TASK DETAILS.
Among the records, which lines include "usize"? List them.

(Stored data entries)
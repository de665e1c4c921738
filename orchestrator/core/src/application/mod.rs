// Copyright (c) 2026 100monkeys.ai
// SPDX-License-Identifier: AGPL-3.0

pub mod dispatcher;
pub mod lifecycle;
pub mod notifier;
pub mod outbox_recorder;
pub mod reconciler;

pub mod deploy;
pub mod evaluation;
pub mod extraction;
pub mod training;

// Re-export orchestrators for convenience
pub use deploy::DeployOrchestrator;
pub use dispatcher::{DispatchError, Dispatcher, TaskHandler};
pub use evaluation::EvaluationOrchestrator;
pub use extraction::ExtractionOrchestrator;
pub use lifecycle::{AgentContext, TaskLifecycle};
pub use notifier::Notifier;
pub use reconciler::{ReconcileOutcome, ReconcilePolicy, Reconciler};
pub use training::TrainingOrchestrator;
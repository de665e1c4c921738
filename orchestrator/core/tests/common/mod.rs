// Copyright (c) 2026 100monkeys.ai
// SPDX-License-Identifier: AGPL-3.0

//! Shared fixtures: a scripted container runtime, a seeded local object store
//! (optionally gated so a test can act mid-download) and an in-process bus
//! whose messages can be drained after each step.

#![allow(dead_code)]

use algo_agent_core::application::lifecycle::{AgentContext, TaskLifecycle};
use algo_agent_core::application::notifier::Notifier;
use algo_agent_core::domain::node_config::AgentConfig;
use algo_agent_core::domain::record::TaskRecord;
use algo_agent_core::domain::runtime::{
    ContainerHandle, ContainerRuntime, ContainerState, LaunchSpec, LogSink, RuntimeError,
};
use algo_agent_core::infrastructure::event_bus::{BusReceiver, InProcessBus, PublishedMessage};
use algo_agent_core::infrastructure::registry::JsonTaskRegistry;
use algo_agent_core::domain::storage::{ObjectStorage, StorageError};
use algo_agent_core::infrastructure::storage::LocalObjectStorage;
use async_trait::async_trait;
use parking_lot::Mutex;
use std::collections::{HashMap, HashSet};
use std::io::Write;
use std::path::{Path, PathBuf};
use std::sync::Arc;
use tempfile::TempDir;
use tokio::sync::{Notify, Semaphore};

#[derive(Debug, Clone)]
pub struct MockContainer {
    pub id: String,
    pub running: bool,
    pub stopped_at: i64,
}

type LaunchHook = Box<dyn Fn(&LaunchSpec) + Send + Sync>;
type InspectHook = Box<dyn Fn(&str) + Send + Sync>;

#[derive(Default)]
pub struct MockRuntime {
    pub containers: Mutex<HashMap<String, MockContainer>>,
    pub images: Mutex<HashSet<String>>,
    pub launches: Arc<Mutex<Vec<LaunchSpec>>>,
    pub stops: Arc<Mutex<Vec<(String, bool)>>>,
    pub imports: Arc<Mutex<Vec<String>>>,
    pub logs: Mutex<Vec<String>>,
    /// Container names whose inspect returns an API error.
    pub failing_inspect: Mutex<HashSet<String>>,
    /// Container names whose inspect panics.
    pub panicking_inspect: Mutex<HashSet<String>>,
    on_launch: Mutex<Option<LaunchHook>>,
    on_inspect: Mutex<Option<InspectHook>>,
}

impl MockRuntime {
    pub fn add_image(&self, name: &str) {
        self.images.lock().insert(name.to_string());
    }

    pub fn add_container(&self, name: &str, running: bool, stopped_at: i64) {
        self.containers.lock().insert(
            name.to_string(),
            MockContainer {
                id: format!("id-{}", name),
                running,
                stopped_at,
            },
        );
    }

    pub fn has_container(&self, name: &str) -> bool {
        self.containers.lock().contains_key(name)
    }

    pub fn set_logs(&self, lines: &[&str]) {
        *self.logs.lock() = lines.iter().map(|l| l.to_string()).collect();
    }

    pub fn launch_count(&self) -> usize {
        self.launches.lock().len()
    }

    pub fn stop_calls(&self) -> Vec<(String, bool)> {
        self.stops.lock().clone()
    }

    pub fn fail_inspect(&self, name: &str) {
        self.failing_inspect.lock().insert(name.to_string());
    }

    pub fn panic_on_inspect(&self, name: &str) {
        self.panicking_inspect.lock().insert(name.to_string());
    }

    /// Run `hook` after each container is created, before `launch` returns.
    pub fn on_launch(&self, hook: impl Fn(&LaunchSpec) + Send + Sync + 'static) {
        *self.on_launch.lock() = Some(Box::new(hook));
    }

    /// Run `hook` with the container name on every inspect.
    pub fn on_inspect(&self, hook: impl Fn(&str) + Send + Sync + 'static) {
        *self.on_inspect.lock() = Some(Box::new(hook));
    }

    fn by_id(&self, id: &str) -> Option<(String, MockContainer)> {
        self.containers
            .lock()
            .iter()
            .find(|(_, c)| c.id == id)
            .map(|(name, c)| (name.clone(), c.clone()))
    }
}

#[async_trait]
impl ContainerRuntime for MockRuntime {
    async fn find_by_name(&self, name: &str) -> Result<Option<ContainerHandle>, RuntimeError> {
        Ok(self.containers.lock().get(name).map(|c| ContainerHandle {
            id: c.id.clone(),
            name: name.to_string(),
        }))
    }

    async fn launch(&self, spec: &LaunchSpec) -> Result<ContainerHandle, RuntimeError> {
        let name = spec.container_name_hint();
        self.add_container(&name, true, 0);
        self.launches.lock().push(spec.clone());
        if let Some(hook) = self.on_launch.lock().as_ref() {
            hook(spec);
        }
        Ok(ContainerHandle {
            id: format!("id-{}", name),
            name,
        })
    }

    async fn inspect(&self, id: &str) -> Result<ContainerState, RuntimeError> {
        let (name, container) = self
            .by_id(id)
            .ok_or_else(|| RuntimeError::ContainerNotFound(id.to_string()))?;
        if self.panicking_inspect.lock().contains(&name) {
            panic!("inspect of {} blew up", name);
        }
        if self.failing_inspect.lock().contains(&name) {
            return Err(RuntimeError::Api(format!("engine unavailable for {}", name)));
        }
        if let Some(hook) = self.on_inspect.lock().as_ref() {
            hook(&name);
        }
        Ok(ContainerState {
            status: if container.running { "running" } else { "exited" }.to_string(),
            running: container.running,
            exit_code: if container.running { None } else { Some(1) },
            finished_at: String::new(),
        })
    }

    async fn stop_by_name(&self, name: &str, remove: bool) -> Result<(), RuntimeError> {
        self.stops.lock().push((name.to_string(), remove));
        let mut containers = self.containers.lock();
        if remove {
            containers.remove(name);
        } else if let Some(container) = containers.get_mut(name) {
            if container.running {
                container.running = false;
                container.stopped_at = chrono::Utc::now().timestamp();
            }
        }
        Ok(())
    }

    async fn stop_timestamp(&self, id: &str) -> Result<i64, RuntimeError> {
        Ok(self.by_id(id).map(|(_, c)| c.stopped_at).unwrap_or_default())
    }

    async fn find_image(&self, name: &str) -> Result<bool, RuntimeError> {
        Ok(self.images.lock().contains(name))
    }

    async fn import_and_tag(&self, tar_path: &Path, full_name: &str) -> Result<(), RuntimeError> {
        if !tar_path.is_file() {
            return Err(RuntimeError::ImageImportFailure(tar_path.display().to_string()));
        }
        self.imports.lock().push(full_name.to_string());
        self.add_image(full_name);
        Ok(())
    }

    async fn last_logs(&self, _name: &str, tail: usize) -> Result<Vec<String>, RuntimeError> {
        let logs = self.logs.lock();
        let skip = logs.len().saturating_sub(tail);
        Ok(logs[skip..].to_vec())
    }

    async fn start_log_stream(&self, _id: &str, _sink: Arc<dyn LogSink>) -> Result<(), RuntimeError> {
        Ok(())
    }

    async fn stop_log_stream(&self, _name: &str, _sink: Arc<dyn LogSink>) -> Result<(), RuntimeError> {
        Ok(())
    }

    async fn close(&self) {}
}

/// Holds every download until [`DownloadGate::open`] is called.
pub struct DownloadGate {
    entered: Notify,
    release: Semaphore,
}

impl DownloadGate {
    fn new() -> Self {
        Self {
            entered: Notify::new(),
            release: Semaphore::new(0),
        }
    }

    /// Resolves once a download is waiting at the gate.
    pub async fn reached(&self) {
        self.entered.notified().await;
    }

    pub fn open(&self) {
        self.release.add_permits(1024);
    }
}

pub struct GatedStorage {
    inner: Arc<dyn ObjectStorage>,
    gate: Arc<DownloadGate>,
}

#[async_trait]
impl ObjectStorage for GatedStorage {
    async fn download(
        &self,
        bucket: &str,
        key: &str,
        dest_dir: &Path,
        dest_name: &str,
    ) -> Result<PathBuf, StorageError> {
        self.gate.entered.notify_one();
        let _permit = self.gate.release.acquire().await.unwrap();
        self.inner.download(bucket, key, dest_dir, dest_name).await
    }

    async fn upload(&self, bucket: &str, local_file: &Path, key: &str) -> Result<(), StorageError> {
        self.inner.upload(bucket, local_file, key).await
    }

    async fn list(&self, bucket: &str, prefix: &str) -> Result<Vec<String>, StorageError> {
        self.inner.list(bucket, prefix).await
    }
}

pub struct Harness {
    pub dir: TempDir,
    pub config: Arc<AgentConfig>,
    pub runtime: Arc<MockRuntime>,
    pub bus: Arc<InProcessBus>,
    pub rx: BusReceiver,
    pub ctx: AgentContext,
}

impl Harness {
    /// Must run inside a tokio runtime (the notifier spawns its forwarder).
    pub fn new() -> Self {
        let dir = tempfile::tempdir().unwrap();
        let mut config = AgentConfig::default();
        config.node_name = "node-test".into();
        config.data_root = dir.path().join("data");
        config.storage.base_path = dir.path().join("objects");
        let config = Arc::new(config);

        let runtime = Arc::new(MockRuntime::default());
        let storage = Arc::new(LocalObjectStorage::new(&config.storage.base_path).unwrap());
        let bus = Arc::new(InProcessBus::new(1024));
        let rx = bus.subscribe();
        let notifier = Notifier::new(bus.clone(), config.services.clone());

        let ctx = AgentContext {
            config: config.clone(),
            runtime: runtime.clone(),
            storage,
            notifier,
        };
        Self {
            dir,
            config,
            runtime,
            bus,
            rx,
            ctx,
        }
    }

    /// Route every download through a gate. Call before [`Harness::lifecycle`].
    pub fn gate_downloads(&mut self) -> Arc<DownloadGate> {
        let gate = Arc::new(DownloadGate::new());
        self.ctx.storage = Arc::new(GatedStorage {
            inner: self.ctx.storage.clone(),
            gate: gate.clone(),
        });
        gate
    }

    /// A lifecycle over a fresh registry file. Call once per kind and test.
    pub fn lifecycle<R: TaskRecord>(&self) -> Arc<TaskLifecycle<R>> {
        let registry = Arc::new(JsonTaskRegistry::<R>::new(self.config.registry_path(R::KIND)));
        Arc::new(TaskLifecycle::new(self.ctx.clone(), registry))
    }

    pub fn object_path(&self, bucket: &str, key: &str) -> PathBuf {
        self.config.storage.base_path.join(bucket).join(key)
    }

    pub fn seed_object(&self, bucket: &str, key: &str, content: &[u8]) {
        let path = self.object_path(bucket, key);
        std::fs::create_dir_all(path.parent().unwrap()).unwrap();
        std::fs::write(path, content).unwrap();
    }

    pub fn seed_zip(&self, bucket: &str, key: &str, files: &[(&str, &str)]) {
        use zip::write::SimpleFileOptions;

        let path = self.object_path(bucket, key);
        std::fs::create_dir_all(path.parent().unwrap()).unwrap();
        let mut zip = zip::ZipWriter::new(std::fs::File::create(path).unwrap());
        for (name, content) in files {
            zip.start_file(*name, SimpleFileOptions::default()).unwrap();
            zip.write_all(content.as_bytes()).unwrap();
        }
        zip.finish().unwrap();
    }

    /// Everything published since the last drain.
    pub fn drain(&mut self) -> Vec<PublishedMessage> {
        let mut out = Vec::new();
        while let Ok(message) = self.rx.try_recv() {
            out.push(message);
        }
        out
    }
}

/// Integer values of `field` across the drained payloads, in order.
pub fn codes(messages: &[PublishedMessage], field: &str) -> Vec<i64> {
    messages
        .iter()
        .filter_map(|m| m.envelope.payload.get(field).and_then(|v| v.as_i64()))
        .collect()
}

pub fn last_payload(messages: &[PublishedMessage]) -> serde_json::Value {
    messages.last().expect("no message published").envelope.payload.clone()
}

EXERCISE ANSWER.
    pub fn launch_count(&self) -> usize {
    async fn last_logs(&self, _name: &str, tail: usize) -> Result<Vec<String>, RuntimeError> {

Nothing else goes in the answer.